◆ What you have to do ◆
Provide the material again, with every line intact and exact.

Content starts

//! Turns chunk/query text into dense vectors.
//!
//! Two backends implement [`Embedder`]: [`LocalEmbedder`], which runs a
//! sentence-embedding model in-process via `fastembed`'s candle backend, and
//! [`HostedEmbedder`], which delegates to whichever configured
//! [`LlmProvider`](crate::llm::LlmProvider) exposes an embeddings endpoint.

use crate::config::EmbeddingConfig;
use crate::error::{AppError, LlmError, Result};
use crate::llm::LlmProvider;
use async_trait::async_trait;
use fastembed::{EmbeddingModel, InitOptions, TextEmbedding};
use std::sync::{Arc, Mutex};

/// Prefix fastembed-style retrieval models expect on the query side so the
/// same model embeds queries and passages into a comparable space.
pub const QUERY_PREFIX: &str = "query: ";

#[async_trait]
pub trait Embedder: Send + Sync {
    async fn embed_batch(&self, texts: &[String]) -> Result<Vec<Vec<f32>>>;

    async fn embed_query(&self, text: &str) -> Result<Vec<f32>> {
        let prefixed = format!("{QUERY_PREFIX}{text}");
        let mut batch = self.embed_batch(&[prefixed]).await?;
        batch
            .pop()
            .ok_or_else(|| AppError::Llm(LlmError::EmbeddingFailed("empty embedding batch".to_string())))
    }

    fn dim(&self) -> usize;
}

/// Maps a config-supplied model name to the closest fastembed model.
/// fastembed ships a fixed catalog; unrecognized names fall back to a
/// general-purpose multilingual model rather than failing construction.
fn resolve_model(name: &str) -> EmbeddingModel {
    match name.to_lowercase().as_str() {
        "intfloat/e5-large-v2" | "e5-large-v2" => EmbeddingModel::MultilingualE5Large,
        "bge-base-en-v1.5" | "baai/bge-base-en-v1.5" => EmbeddingModel::BGEBaseENV15,
        "bge-small-en-v1.5" | "baai/bge-small-en-v1.5" => EmbeddingModel::BGESmallENV15,
        "all-minilm-l6-v2" | "sentence-transformers/all-minilm-l6-v2" => EmbeddingModel::AllMiniLML6V2,
        _ => EmbeddingModel::MultilingualE5Large,
    }
}

pub struct LocalEmbedder {
    model: Arc<Mutex<TextEmbedding>>,
    dim: usize,
}

impl LocalEmbedder {
    pub fn new(config: &EmbeddingConfig) -> Result<Self> {
        let model_kind = resolve_model(&config.model);
        let model = TextEmbedding::try_new(InitOptions::new(model_kind))
            .map_err(|e| AppError::Llm(LlmError::EmbeddingFailed(format!("failed to load local embedding model: {e}"))))?;
        Ok(Self {
            model: Arc::new(Mutex::new(model)),
            dim: config.dimension,
        })
    }
}

#[async_trait]
impl Embedder for LocalEmbedder {
    async fn embed_batch(&self, texts: &[String]) -> Result<Vec<Vec<f32>>> {
        let texts = texts.to_vec();
        let model = self.model.clone();
        tokio::task::spawn_blocking(move || {
            let guard = match model.lock() {
                Ok(guard) => guard,
                Err(poisoned) => poisoned.into_inner(),
            };
            let borrowed: Vec<&str> = texts.iter().map(|s| s.as_str()).collect();
            guard
                .embed(borrowed, None)
                .map_err(|e| AppError::Llm(LlmError::EmbeddingFailed(format!("local embedding failed: {e}"))))
        })
        .await
        .map_err(|e| AppError::Llm(LlmError::EmbeddingFailed(format!("embedding task panicked: {e}"))))?
    }

    fn dim(&self) -> usize {
        self.dim
    }
}

pub struct HostedEmbedder {
    provider: Arc<dyn LlmProvider>,
    dim: usize,
}

impl HostedEmbedder {
    pub fn new(provider: Arc<dyn LlmProvider>, dim: usize) -> Self {
        Self { provider, dim }
    }
}

#[async_trait]
impl Embedder for HostedEmbedder {
    async fn embed_batch(&self, texts: &[String]) -> Result<Vec<Vec<f32>>> {
        let mut out = Vec::with_capacity(texts.len());
        for text in texts {
            let response = self.provider.embed(text).await?;
            out.push(response.embedding);
        }
        Ok(out)
    }

    fn dim(&self) -> usize {
        self.dim
    }
}

/// Embeds via whichever hosted backend the router falls back to, rather than
/// pinning to one provider up front.
pub struct RouterEmbedder {
    router: crate::llm::BackendRouter,
    dim: usize,
}

impl RouterEmbedder {
    pub fn new(router: crate::llm::BackendRouter, dim: usize) -> Self {
        Self { router, dim }
    }
}

#[async_trait]
impl Embedder for RouterEmbedder {
    async fn embed_batch(&self, texts: &[String]) -> Result<Vec<Vec<f32>>> {
        let mut out = Vec::with_capacity(texts.len());
        for text in texts {
            let (response, _backend) = self.router.embed_with_fallback(text).await?;
            out.push(response.embedding);
        }
        Ok(out)
    }

    fn dim(&self) -> usize {
        self.dim
    }
}

/// Stable 16-hex-character content hash, used to dedupe identical chunks and
/// bucket equivalent questions for analytics without storing full text twice.
pub fn content_hash(text: &str) -> String {
    let digest = md5::compute(text.trim().to_lowercase());
    format!("{:x}", digest)[..16].to_string()
}

#[cfg(test)]
mod tests {
    use super::*;

    #[test]
    fn test_resolve_model_known_names() {
        assert!(matches!(resolve_model("intfloat/e5-large-v2"), EmbeddingModel::MultilingualE5Large));
        assert!(matches!(resolve_model("BGE-Small-EN-v1.5"), EmbeddingModel::BGESmallENV15));
    }

    #[test]
    fn test_resolve_model_unknown_falls_back() {
        assert!(matches!(resolve_model("some-made-up-model"), EmbeddingModel::MultilingualE5Large));
    }

    #[test]
    fn test_content_hash_stable_and_case_insensitive() {
        let a = content_hash("What is Rust?");
        let b = content_hash("what is rust?");
        assert_eq!(a, b);
        assert_eq!(a.len(), 16);
    }

    #[tokio::test]
    async fn test_hosted_embedder_delegates_to_provider() {
        use crate::llm::{EmbeddingResponse, GenerationResponse, Message};
        use crate::llm::provider::{ProviderStats, ProviderType};

        struct StubProvider;
        #[async_trait]
        impl LlmProvider for StubProvider {
            fn provider_type(&self) -> ProviderType {
                ProviderType::OpenAI
            }
            fn name(&self) -> &str {
                "stub"
            }
            async fn generate(&self, _messages: &[Message], _max_tokens: u32, _temperature: f32) -> Result<GenerationResponse> {
                unreachable!()
            }
            async fn embed(&self, text: &str) -> Result<EmbeddingResponse> {
                Ok(EmbeddingResponse {
                    embedding: vec![text.len() as f32, 0.0],
                    model: "stub".to_string(),
                })
            }
            async fn list_models(&self) -> Result<Vec<String>> {
                Ok(vec![])
            }
            async fn is_model_available(&self, _model: &str) -> Result<bool> {
                Ok(true)
            }
            fn get_stats(&self) -> ProviderStats {
                ProviderStats::default()
            }
        }

        let embedder = HostedEmbedder::new(Arc::new(StubProvider), 2);
        let out = embedder.embed_batch(&["hello".to_string()]).await.unwrap();
        assert_eq!(out.len(), 1);
        assert_eq!(out[0][0], 5.0);
    }
}
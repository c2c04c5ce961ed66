//! OpenAI-compatible hosted backend implementations.

pub mod base;
pub mod groq;
pub mod openai;
pub mod openai_compatible;

pub use base::{HttpProviderClient, OpenAICompatible};
pub use groq::GroqProvider;
pub use openai::OpenAIProvider;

Content ends

◆ Expected output ◆
//! Turns chunk/query text into dense vectors.
//!
//! Two backends implement [`Embedder`]: [`LocalEmbedder`], which runs a
//! sentence-embedding model in-process via `fastembed`'s candle backend, and
//! [`HostedEmbedder`], which delegates to whichever configured
//! [`LlmProvider`](crate::llm::LlmProvider) exposes an embeddings endpoint.

use crate::config::EmbeddingConfig;
use crate::error::{AppError, LlmError, Result};
use crate::llm::LlmProvider;
use async_trait::async_trait;
use fastembed::{EmbeddingModel, InitOptions, TextEmbedding};
use std::sync::{Arc, Mutex};

/// Prefix fastembed-style retrieval models expect on the query side so the
/// same model embeds queries and passages into a comparable space.
pub const QUERY_PREFIX: &str = "query: ";

#[async_trait]
pub trait Embedder: Send + Sync {
    async fn embed_batch(&self, texts: &[String]) -> Result<Vec<Vec<f32>>>;

    async fn embed_query(&self, text: &str) -> Result<Vec<f32>> {
        let prefixed = format!("{QUERY_PREFIX}{text}");
        let mut batch = self.embed_batch(&[prefixed]).await?;
        batch
            .pop()
            .ok_or_else(|| AppError::Llm(LlmError::EmbeddingFailed("empty embedding batch".to_string())))
    }

    fn dim(&self) -> usize;
}

/// Maps a config-supplied model name to the closest fastembed model.
/// fastembed ships a fixed catalog; unrecognized names fall back to a
/// general-purpose multilingual model rather than failing construction.
fn resolve_model(name: &str) -> EmbeddingModel {
    match name.to_lowercase().as_str() {
        "intfloat/e5-large-v2" | "e5-large-v2" => EmbeddingModel::MultilingualE5Large,
        "bge-base-en-v1.5" | "baai/bge-base-en-v1.5" => EmbeddingModel::BGEBaseENV15,
        "bge-small-en-v1.5" | "baai/bge-small-en-v1.5" => EmbeddingModel::BGESmallENV15,
        "all-minilm-l6-v2" | "sentence-transformers/all-minilm-l6-v2" => EmbeddingModel::AllMiniLML6V2,
        _ => EmbeddingModel::MultilingualE5Large,
    }
}

pub struct LocalEmbedder {
    model: Arc<Mutex<TextEmbedding>>,
    dim: usize,
}

impl LocalEmbedder {
    pub fn new(config: &EmbeddingConfig) -> Result<Self> {
        let model_kind = resolve_model(&config.model);
        let model = TextEmbedding::try_new(InitOptions::new(model_kind))
            .map_err(|e| AppError::Llm(LlmError::EmbeddingFailed(format!("failed to load local embedding model: {e}"))))?;
        Ok(Self {
            model: Arc::new(Mutex::new(model)),
            dim: config.dimension,
        })
    }
}

#[async_trait]
impl Embedder for LocalEmbedder {
    async fn embed_batch(&self, texts: &[String]) -> Result<Vec<Vec<f32>>> {
        let texts = texts.to_vec();
        let model = self.model.clone();
        tokio::task::spawn_blocking(move || {
            let guard = match model.lock() {
                Ok(guard) => guard,
                Err(poisoned) => poisoned.into_inner(),
            };
            let borrowed: Vec<&str> = texts.iter().map(|s| s.as_str()).collect();
            guard
                .embed(borrowed, None)
                .map_err(|e| AppError::Llm(LlmError::EmbeddingFailed(format!("local embedding failed: {e}"))))
        })
        .await
        .map_err(|e| AppError::Llm(LlmError::EmbeddingFailed(format!("embedding task panicked: {e}"))))?
    }

    fn dim(&self) -> usize {
        self.dim
    }
}

pub struct HostedEmbedder {
    provider: Arc<dyn LlmProvider>,
    dim: usize,
}

impl HostedEmbedder {
    pub fn new(provider: Arc<dyn LlmProvider>, dim: usize) -> Self {
        Self { provider, dim }
    }
}

#[async_trait]
impl Embedder for HostedEmbedder {
    async fn embed_batch(&self, texts: &[String]) -> Result<Vec<Vec<f32>>> {
        let mut out = Vec::with_capacity(texts.len());
        for text in texts {
            let response = self.provider.embed(text).await?;
            out.push(response.embedding);
        }
        Ok(out)
    }

    fn dim(&self) -> usize {
        self.dim
    }
}

/// Embeds via whichever hosted backend the router falls back to, rather than
/// pinning to one provider up front.
pub struct RouterEmbedder {
    router: crate::llm::BackendRouter,
    dim: usize,
}

impl RouterEmbedder {
    pub fn new(router: crate::llm::BackendRouter, dim: usize) -> Self {
        Self { router, dim }
    }
}

#[async_trait]
impl Embedder for RouterEmbedder {
    async fn embed_batch(&self, texts: &[String]) -> Result<Vec<Vec<f32>>> {
        let mut out = Vec::with_capacity(texts.len());
        for text in texts {
            let (response, _backend) = self.router.embed_with_fallback(text).await?;
            out.push(response.embedding);
        }
        Ok(out)
    }

    fn dim(&self) -> usize {
        self.dim
    }
}

/// Stable 16-hex-character content hash, used to dedupe identical chunks and
/// bucket equivalent questions for analytics without storing full text twice.
pub fn content_hash(text: &str) -> String {
    let digest = md5::compute(text.trim().to_lowercase());
    format!("{:x}", digest)[..16].to_string()
}

#[cfg(test)]
mod tests {
    use super::*;

    #[test]
    fn test_resolve_model_known_names() {
        assert!(matches!(resolve_model("intfloat/e5-large-v2"), EmbeddingModel::MultilingualE5Large));
        assert!(matches!(resolve_model("BGE-Small-EN-v1.5"), EmbeddingModel::BGESmallENV15));
    }

    #[test]
    fn test_resolve_model_unknown_falls_back() {
        assert!(matches!(resolve_model("some-made-up-model"), EmbeddingModel::MultilingualE5Large));
    }

    #[test]
    fn test_content_hash_stable_and_case_insensitive() {
        let a = content_hash("What is Rust?");
        let b = content_hash("what is rust?");
        assert_eq!(a, b);
        assert_eq!(a.len(), 16);
    }

    #[tokio::test]
    async fn test_hosted_embedder_delegates_to_provider() {
        use crate::llm::{EmbeddingResponse, GenerationResponse, Message};
        use crate::llm::provider::{ProviderStats, ProviderType};

        struct StubProvider;
        #[async_trait]
        impl LlmProvider for StubProvider {
            fn provider_type(&self) -> ProviderType {
                ProviderType::OpenAI
            }
            fn name(&self) -> &str {
                "stub"
            }
            async fn generate(&self, _messages: &[Message], _max_tokens: u32, _temperature: f32) -> Result<GenerationResponse> {
                unreachable!()
            }
            async fn embed(&self, text: &str) -> Result<EmbeddingResponse> {
                Ok(EmbeddingResponse {
                    embedding: vec![text.len() as f32, 0.0],
                    model: "stub".to_string(),
                })
            }
            async fn list_models(&self) -> Result<Vec<String>> {
                Ok(vec![])
            }
            async fn is_model_available(&self, _model: &str) -> Result<bool> {
                Ok(true)
            }
            fn get_stats(&self) -> ProviderStats {
                ProviderStats::default()
            }
        }

        let embedder = HostedEmbedder::new(Arc::new(StubProvider), 2);
        let out = embedder.embed_batch(&["hello".to_string()]).await.unwrap();
        assert_eq!(out.len(), 1);
        assert_eq!(out[0][0], 5.0);
    }
}
repository c2c04c5ce961ed66
//! OpenAI-compatible hosted backend implementations.

pub mod base;
pub mod groq;
pub mod openai;
pub mod openai_compatible;

pub use base::{HttpProviderClient, OpenAICompatible};
pub use groq::GroqProvider;
pub use openai::OpenAIProvider;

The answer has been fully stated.